Si falta algo, házmelo saber o díselo a Lana, si no estoy cerca.

Ella será como tu mano derecha —dijo Siroos, abriendo la puerta de su cámara.

Cassandra observó cómo él no le había pedido que se comunicara con su madre.

Simplemente asintió y dio un paso hacia el interior de su espacio.

Él la siguió y su corazón de repente se aceleró.

«¿Iban a compartir la habitación?» la pregunta estalló en su cerebro y su cuerpo se tensó con solo pensarlo.

Siroos estaba en un limbo propio mientras observaba la habitación pensativamente.

Su mano se deslizó por su afilada mandíbula con barba incipiente, rascándola.

—No es tan lujosa como tu habitación anterior pero la haré digna para ti.

Cassandra se había adentrado más, la nerviosidad la controlaba mientras se giraba para enfrentarlo.

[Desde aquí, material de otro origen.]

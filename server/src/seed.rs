//! Sample events for demos and local development.

use chrono::{DateTime, Duration, Utc};
use volunteer_hub_core::{HubError, NewEvent, RoleDraft, VolunteerHub};

fn sample(
    title: &str,
    date: DateTime<Utc>,
    time: &str,
    description: &str,
    roles: &[(&str, i64)],
) -> NewEvent {
    NewEvent {
        title: title.to_string(),
        date,
        time: time.to_string(),
        description: description.to_string(),
        roles: roles
            .iter()
            .map(|(name, slots)| RoleDraft::new(*name, *slots))
            .collect(),
        created_by: None,
    }
}

/// The five sample events, dated relative to `now` so they are all upcoming.
#[must_use]
pub fn sample_events(now: DateTime<Utc>) -> Vec<NewEvent> {
    vec![
        sample(
            "Community Food Drive",
            now + Duration::days(7),
            "10:00 AM - 2:00 PM",
            "Help us collect and distribute food to families in need. We need volunteers to sort donations, pack boxes, and assist with distribution.",
            &[("Food Sorter", 5), ("Distribution Helper", 3), ("Registration Desk", 2)],
        ),
        sample(
            "Beach Cleanup Day",
            now + Duration::days(12),
            "8:00 AM - 12:00 PM",
            "Join us for a morning of environmental action! Help keep our beaches clean and protect marine life. All supplies provided.",
            &[("Cleanup Crew", 15), ("Team Leader", 3), ("Photographer", 1)],
        ),
        sample(
            "Senior Center Holiday Party",
            now + Duration::days(14),
            "2:00 PM - 5:00 PM",
            "Spread cheer by helping organize and run a festive party for seniors in our community. Activities include games, music, and refreshments.",
            &[("Activity Coordinator", 4), ("Kitchen Helper", 3), ("Entertainment", 2)],
        ),
        sample(
            "Youth Mentorship Program",
            now + Duration::days(33),
            "4:00 PM - 6:00 PM",
            "Make a lasting impact by mentoring local youth. Help with homework, share career advice, and be a positive role model.",
            &[("Tutor", 8), ("Career Mentor", 5), ("Activity Leader", 3)],
        ),
        sample(
            "Animal Shelter Support",
            now + Duration::days(38),
            "9:00 AM - 1:00 PM",
            "Help care for animals at our local shelter. Tasks include walking dogs, socializing cats, cleaning facilities, and administrative support.",
            &[
                ("Dog Walker", 6),
                ("Cat Socializer", 4),
                ("Facility Cleaner", 3),
                ("Admin Support", 2),
            ],
        ),
    ]
}

/// Insert the sample events if the store holds no events at all.
///
/// Returns how many were inserted.
///
/// # Errors
///
/// Returns [`HubError`] if the store cannot be read or written.
pub async fn seed_if_empty(hub: &VolunteerHub) -> Result<usize, HubError> {
    if !hub.list_all().await?.is_empty() {
        tracing::info!("Store already has events, skipping sample data");
        return Ok(0);
    }

    let drafts = sample_events(hub.now());
    let count = drafts.len();
    for draft in drafts {
        let event = hub.create(draft).await?;
        tracing::info!(event_id = %event.id, title = %event.title, "🌱 Seeded sample event");
    }
    Ok(count)
}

Había tanto que deseaba preguntarle, pero temía las respuestas.

—Me gusta.

De todas formas no soy tan materialista —respondió, sentándose en la silla de madera y enfrentando a Siroos.

Él aún parecía contemplar qué más necesitaba incluir en su cámara privada.

—Soy consciente, pero no quiero que sientas que tu estatus ha disminuido en ningún sentido.

—No lo haré —lo tranquilizó Cassandra, sintiéndose afectada por su cuidado.

El amor era algo que siempre había anhelado pero nunca recibió.

Era una romántica empedernida, pero lo ocultaba bien bajo una fachada dura.

Se estaba resquebrajando con esos pequeños paquetes de cuidado que él continuaba arrojando en su regazo.

—¡Hmm!

—Él murmuró profundamente en su pecho fortalecido, aún mirando las paredes.

—Pero deseo entender lo que se espera de mí.

Y el tipo de relación que tenemos o tendremos —preguntó con el corazón palpitante.

Siroos finalmente centró su atención en ella, sus ojos hipnotizantes cambiaban de color tan rápido que Cassandra quedó hechizada por un segundo.

Las largas pestañas parpadearon y rozaron los altos pómulos de él.

Él permaneció inmóvil por unos segundos, mirando a su compañera con sentimientos encontrados.

Había tanto que necesitaba decirle también.

Una cantidad considerable que debían planificar juntos y sin embargo, estaba perdido sobre dónde comenzar y cómo explicar lo falso que era.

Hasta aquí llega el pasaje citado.